Was die Frauen zu diesem ausgefallenen Hobby drängt, ist so unterschiedlich wie die Personen, die sich damit auseinandersetzen, und so vielfältig und abwechslungsreich wie die Themen, die sie bearbeiten. Sie arbeiten mit verschiedenen philatelistischen Materialien, die das erwählte Thema beschreiben und dokumentieren. Die philatelistischen Sammlungen geben ihnen die Möglichkeit, ihre Arbeiten in der Öffentlichkeit zu präsentieren. Als Mitglieder des Philatelie-Club Montfort sind die vier Frauen die Vertreterinnen für die Ausstellung im Frauenmuseum Hittisau.

 

 
Die Öffnungszeiten

  • 19. bis 31. Jänner 2012 
     
  • Donnerstag, 15:00 Uhr bis 20:00 Uhr
  • Freitag, 14:00 Uhr bis 17:00 Uhr,
  • Samstag und Sonntag, 10:00 Uhr bis 12:00 Uhr und 14:00 Uhr bis 17:00 Uhr

     

Die Exponate

  • Irene Kopf
    Schneller Spaß auf hohem Niveau
    Volle Konzentration, totale Athletik, pure Freude — das ist Badminton!
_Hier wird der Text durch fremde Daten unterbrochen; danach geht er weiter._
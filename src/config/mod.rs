// Copyright (c) 2025 Steve Wagner (ciroque@live.com)
// SPDX-License-Identifier: MIT

mod loader;
pub mod consts;

pub use loader::{load_and_validate_config, load_config, ExecutorOptions, PipelineConfig};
Seit Beginn unserer Zeitrechnung fasziniert der gefiederte Ball alle Altersschichten rund um die Welt. Aus einem Freizeitvergnügen wird ein anspruchsvoller Wettkampfsport.
     
  • Ruth Adler
    Im Garten der Gesundheit
    Von alters her spielen Kräuter und Nahrungsmittel eine wesentliche Rolle in der traditionellen Heilkunde vieler Kulturen. Die althergebrachte Medizin basiert auf einem ganzheitlichen Konzept. Schon Hippokrates sagte: "Es ist immer der ganze Mensch der behandelt werden muss, und nicht nur ein einzelnes Organ".
     
  • Erika Schmidt
    Faser Flocke Vlies
    Schafwolle—die älteste Bekleidungsfaser dient gestern wie heute dem Wohlbefinden des Menschen.
     
  • Eva Zehenter
    Io Lionardo—Durch die Augen Leonardo da Vincis die Welt neu entdecken
    Erfinder und Mittler zwischen der Natur und den Menschen – Leonardo da Vinci gilt als einer der größten Künstler der Kulturgeschichte, als genialer Wissenschaftler, Naturphilosoph und als der Uomo Universale par excellence. Tun und Erkennen waren für ihn gleichermaßen wichtig. Von sich selber sagte er, dass er die Idee mehr liebe als deren Ausführung, und dass er am Anfang einer Tätigkeit bereits ans Ende dächte.
     
  • Eva Zehenter
    "Ich glaub', die seh'n wir nimmer!" – Die k.u.k. Truppen in der Türkei
    Dieser Satz von Kaiser Franz Josef I. bei der Verabschiedung der ersten Batterie in die Türkei spiegelt die Situation wider, in der sich die k.u.k. Truppen befanden: Keinerlei Kenntnisse über die zu erwartende Situation, die Angst vor den unbekannten Gebieten, den Seuchen, den Gefahren der Wüste usw. bestimmten den Aufbruch der Truppen.
     
  • Ruth Adler
    Der Heilige mit dem Vogel – Franz v. Assissi
    Wer sich mit der Gestalt des Heiligen von Assisi (1181/82–1226) beschäftigt, wird sich in ein Wechselbad der Gefühle begeben. "Franz ist reich, schön, heiter angesehen, verliebt in Träume, Mädchen und Illusionen." (C. Pohlmann). "Niemand soll den Namen Franziskus aussprechen, ohne große Süßigkeit zu empfinden." (Bruder Ägidius, einer der ersten Begleiter). "Franz wünschte arm zu sein, wie man nur arm sein kann. Es bedeutete Verzicht, Entbehrung, Hunger und Kälte. Für seine Umgebung ein Unternehmen, das Spott und Entsetzen auslöste. Er war ein Kämpfer dessen Lebensregeln bis heute lebendig sind." (Begleitwort zum Buch von Walter Nigg, der Mann aus Assisi). Versuchen wir doch einfach, uns der intensiven Ausstrahlung des Poverello (des Armen) auszusetzen.
     
  • Erika Schmidt
    Geld—Grundlage aller Möglichkeiten
    Wie funktioniert Geld? Eine (un)mögliche Art, mit Hilfe der Einführung des Geldes, einen Planeten zu erobern.